Different methods are used for the generation of climate change scenarios. In this study, general circulation models were used to simulate climate change. These models are three-dimensional and based on physical and mathematical relations. First, tributary models were simulated; then, all the tributary models of oceans and atmosphere were combined. One of the weaknesses of these models is related to the large scale of computational cells in the temporal and spatial domains. Thus, the associated variables did not have sufficient accuracy for simulating climate change. Different methods, such as the LARS-WG model, were used to downscale computational cells. Additionally, emission scenario A₁B and the HAD-CM3 model were selected to simulate climate change. The A₁B scenario considered rapid future economic and population growth. Specifically, maximum population growth occurs in the current half-century, and the population increase will then decelerate. Additionally, technological advancements will rapidly occur in the future period. A previous study of climate change in the Aidoghmoush basin showed that the A₁B scenario and HAD-CM3 model exhibited good performance compared to other models and scenarios. Ashofteh et al. [34] investigated the uncertainty of different climate models and computed the weights of the different climate change models and scenario models presented. They found that the HAD-CM3 model and A₁B scenario had the highest weights and lowest uncertainty for computations of temperature and precipitation. Additionally, other previous studies in the basin found that the HAD-CM3 model and A₁B scenario yielded the best results among various models and scenarios [24,34].

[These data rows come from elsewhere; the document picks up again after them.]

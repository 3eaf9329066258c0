//! Domain DTOs for the dogs API.
//!
//! # Design
//! These types mirror the mock-server's schema but are defined independently.
//! Integration tests catch any schema drift between the two crates. Every
//! field is required: a listing with a missing or mistyped field fails to
//! decode as a whole rather than yielding a partially filled `Dog`.

use serde::{Deserialize, Serialize};
use url::Url;
use uuid::Uuid;

/// A single dog listing returned by `GET dogs`.
#[derive(Debug, Clone, Serialize, Deserialize, PartialEq)]
pub struct Dog {
    pub id: Uuid,
    #[serde(rename = "sellerID")]
    pub seller_id: Uuid,
    pub about: String,
    /// RFC 3339 timestamp, kept verbatim.
    pub birthday: String,
    pub breed: String,
    #[serde(rename = "breederRating")]
    pub breeder_rating: f64,
    pub cost: f64,
    pub created: String,
    #[serde(rename = "imageURL")]
    pub image_url: Url,
    pub name: String,
}
//! C-ABI wrapper around `dogpatch-core`.
//!
//! # Overview
//! Exposes `DogPatchClient::get_dogs` through `extern "C"` functions. The C
//! host plays the transport: it asks a task for its URL, performs the GET
//! with whatever HTTP stack it has, and hands status, body and any transport
//! error back to `dogpatch_task_complete`. The core classifies the outcome
//! and invokes the host's callback exactly once.
//!
//! # Design
//! - Every `extern "C"` function wraps its body in `catch_unwind` so panics
//!   never cross the FFI boundary.
//! - The callback runs synchronously inside `dogpatch_task_complete` or
//!   `dogpatch_task_cancel`, on the host's calling thread.
//! - The C caller owns all returned pointers and must call the matching
//!   `dogpatch_*_free` function to release them.

pub mod types;

use std::ffi::{c_void, CStr, CString};
use std::os::raw::c_char;
use std::panic::{catch_unwind, AssertUnwindSafe};

use dogpatch_core::{DataTask, DogPatchClient, HttpResponse, TransportError};
use tracing::warn;

use types::*;

// ---------------------------------------------------------------------------
// Client lifecycle
// ---------------------------------------------------------------------------

/// Create a new `DogPatchClient` bound to `base_url`.
///
/// Returns null if `base_url` is null, not UTF-8, not an absolute URL, or if
/// an internal panic occurs. The caller must free the returned pointer with
/// `dogpatch_client_free`.
#[unsafe(no_mangle)]
pub extern "C" fn dogpatch_client_new(base_url: *const c_char) -> *mut FfiDogPatchClient {
    catch_unwind(|| {
        if base_url.is_null() {
            return std::ptr::null_mut();
        }
        let Ok(url) = unsafe { CStr::from_ptr(base_url) }.to_str() else {
            return std::ptr::null_mut();
        };
        match DogPatchClient::from_base_str(url, HostTransport, None) {
            Ok(inner) => Box::into_raw(Box::new(FfiDogPatchClient { inner })),
            Err(err) => {
                warn!(error = %err, "rejected base URL");
                std::ptr::null_mut()
            }
        }
    })
    .unwrap_or(std::ptr::null_mut())
}

/// Free a client created by `dogpatch_client_new`. Safe to call with null.
///
/// Tasks already issued by the client stay valid.
#[unsafe(no_mangle)]
pub extern "C" fn dogpatch_client_free(client: *mut FfiDogPatchClient) {
    if !client.is_null() {
        let _ = catch_unwind(AssertUnwindSafe(|| {
            drop(unsafe { Box::from_raw(client) });
        }));
    }
}

// ---------------------------------------------------------------------------
// Requests
// ---------------------------------------------------------------------------

/// Create an unstarted task that fetches the dog listing.
///
/// `callback` is invoked exactly once with `user_data` when the task is
/// completed or cancelled. Returns null if `client` or `callback` is null.
/// The caller must free the task with `dogpatch_task_free`.
#[unsafe(no_mangle)]
pub extern "C" fn dogpatch_get_dogs(
    client: *const FfiDogPatchClient,
    callback: Option<FfiDogsCallback>,
    user_data: *mut c_void,
) -> *mut FfiDataTask {
    catch_unwind(AssertUnwindSafe(|| {
        if client.is_null() {
            return std::ptr::null_mut();
        }
        let Some(callback) = callback else {
            return std::ptr::null_mut();
        };
        let client = unsafe { &*client };
        let user_data = UserData::new(user_data);
        let issued = client.inner.get_dogs(move |result| {
            callback(FfiDogsResult::from_core(result), user_data.as_ptr());
        });
        match issued {
            Ok(task) => Box::into_raw(Box::new(task)),
            Err(err) => {
                warn!(error = %err, "could not create dogs task");
                std::ptr::null_mut()
            }
        }
    }))
    .unwrap_or(std::ptr::null_mut())
}

// ---------------------------------------------------------------------------
// Task functions
// ---------------------------------------------------------------------------

/// The URL the host must GET for this task.
///
/// Returns null if `task` is null. Free with `dogpatch_free_string`.
#[unsafe(no_mangle)]
pub extern "C" fn dogpatch_task_url(task: *const FfiDataTask) -> *mut c_char {
    catch_unwind(AssertUnwindSafe(|| {
        if task.is_null() {
            return std::ptr::null_mut();
        }
        let task = unsafe { &*task };
        to_c_string(task.url().as_str())
    }))
    .unwrap_or(std::ptr::null_mut())
}

/// Mark the task as started. The host should only perform I/O for resumed
/// tasks.
#[unsafe(no_mangle)]
pub extern "C" fn dogpatch_task_resume(task: *const FfiDataTask) {
    if task.is_null() {
        return;
    }
    let _ = catch_unwind(AssertUnwindSafe(|| {
        unsafe { &*task }.resume();
    }));
}

/// Whether `dogpatch_task_resume` has been called. False for null.
#[unsafe(no_mangle)]
pub extern "C" fn dogpatch_task_is_resumed(task: *const FfiDataTask) -> bool {
    if task.is_null() {
        return false;
    }
    catch_unwind(AssertUnwindSafe(|| unsafe { &*task }.is_resumed())).unwrap_or(false)
}

/// Cancel the task. If it has not completed yet, the callback fires now with
/// a `Transport` error.
#[unsafe(no_mangle)]
pub extern "C" fn dogpatch_task_cancel(task: *const FfiDataTask) {
    if task.is_null() {
        return;
    }
    let _ = catch_unwind(AssertUnwindSafe(|| {
        unsafe { &*task }.cancel();
    }));
}

/// Report the outcome of the host's GET.
///
/// - `response` null: no response metadata was obtained.
/// - `response.body` null: no body was obtained.
/// - `transport_error` non-null: the request failed before a response; its
///   message is passed through to the callback.
///
/// Runs the callback synchronously. Returns false if `task` is null or the
/// task already completed or was cancelled.
#[unsafe(no_mangle)]
pub extern "C" fn dogpatch_task_complete(
    task: *const FfiDataTask,
    response: *const FfiHttpResponse,
    transport_error: *const c_char,
) -> bool {
    if task.is_null() {
        return false;
    }
    catch_unwind(AssertUnwindSafe(|| {
        let task = unsafe { &*task };

        let (body, metadata) = if response.is_null() {
            (None, None)
        } else {
            let resp = unsafe { &*response };
            let body = if resp.body.is_null() {
                None
            } else {
                Some(unsafe { std::slice::from_raw_parts(resp.body, resp.body_len) }.to_vec())
            };
            (body, Some(HttpResponse::new(task.url().clone(), resp.status)))
        };

        let error: Option<TransportError> = if transport_error.is_null() {
            None
        } else {
            let msg = unsafe { CStr::from_ptr(transport_error) }
                .to_string_lossy()
                .into_owned();
            Some(Box::new(HostTransportError(msg)))
        };

        task.complete(body, metadata, error)
    }))
    .unwrap_or(false)
}

/// Free a task returned by `dogpatch_get_dogs`. Safe to call with null.
///
/// A task freed before completion never invokes its callback.
#[unsafe(no_mangle)]
pub extern "C" fn dogpatch_task_free(task: *mut FfiDataTask) {
    if !task.is_null() {
        let _ = catch_unwind(AssertUnwindSafe(|| {
            drop(unsafe { Box::from_raw(task) });
        }));
    }
}

// ---------------------------------------------------------------------------
// Free functions
// ---------------------------------------------------------------------------

/// Free an `FfiDogsResult` delivered to a callback. Safe to call with null.
#[unsafe(no_mangle)]
pub extern "C" fn dogpatch_free_result(result: *mut FfiDogsResult) {
    if result.is_null() {
        return;
    }
    let _ = catch_unwind(AssertUnwindSafe(|| {
        let result = unsafe { Box::from_raw(result) };
        if !result.error_message.is_null() {
            drop(unsafe { CString::from_raw(result.error_message) });
        }
        if !result.dogs.is_null() {
            let list = unsafe { Box::from_raw(result.dogs) };
            if !list.items.is_null() && list.len > 0 {
                let items = unsafe {
                    Box::from_raw(std::ptr::slice_from_raw_parts_mut(
                        list.items,
                        list.len as usize,
                    ))
                };
                for item in items.iter() {
                    free_ffi_dog_fields(item);
                }
            }
        }
    }));
}

/// Free a C string allocated by this library. Safe to call with null.
#[unsafe(no_mangle)]
pub extern "C" fn dogpatch_free_string(s: *mut c_char) {
    if !s.is_null() {
        let _ = catch_unwind(AssertUnwindSafe(|| {
            drop(unsafe { CString::from_raw(s) });
        }));
    }
}

// ---------------------------------------------------------------------------
// Unit tests
// ---------------------------------------------------------------------------
//! HTTP response metadata reported by a transport.
//!
//! # Design
//! The body travels separately from the metadata, the same way a data task
//! hands back `(body, response, error)` as three independent optionals. Any
//! of the three may be absent, so this type carries no body field.

use url::Url;

/// Status line and headers of a received HTTP response.
#[derive(Debug, Clone, PartialEq, Eq)]
pub struct HttpResponse {
    pub url: Url,
    pub status: u16,
    pub headers: Vec<(String, String)>,
}

impl HttpResponse {
    pub fn new(url: Url, status: u16) -> Self {
        Self {
            url,
            status,
            headers: Vec::new(),
        }
    }

    /// True for any 2xx status.
    pub fn is_success(&self) -> bool {
        (200..300).contains(&self.status)
    }
}

#[cfg(test)]
mod tests {
    use super::*;

    fn response(status: u16) -> HttpResponse {
        HttpResponse::new(Url::parse("https://example.com/api/v1/dogs").unwrap(), status)
    }

    #[test]
    fn success_range_is_2xx() {
        assert!(response(200).is_success());
        assert!(response(204).is_success());
        assert!(response(299).is_success());
        assert!(!response(199).is_success());
        assert!(!response(300).is_success());
        assert!(!response(404).is_success());
        assert!(!response(500).is_success());
    }
}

Two significant steps should be carried out to set up the LARS-WG model considering future periods with downscaling of the GCM data. The first step is to create a data file that defines the estimated behavior of the historical climatic parameters during particular previous periods (*.wg). The second step is to adapt to the selected climate change scenario (*.sta). To complete this step, the three different climate parameters—precipitation, temperature, and radiation—should be computed utilizing Atmosphere-Ocean General Circulation Model (AOGCM) and considering the following features:

-

Once all of the above parameter data files have been completed using (*.sce), all the required data are ready to use the LARS-WG model;

-

The average monthly rate of changes of wet and dry events;

-

Rate of change of the average monthly precipitation considering the long-term period;

-

Rate of change of the daily temperature (fluctuations) considering the long-term period;

-

The absolute difference of maximum and minimum monthly average temperature;

-

Absolute change of the monthly average radiation (long-term).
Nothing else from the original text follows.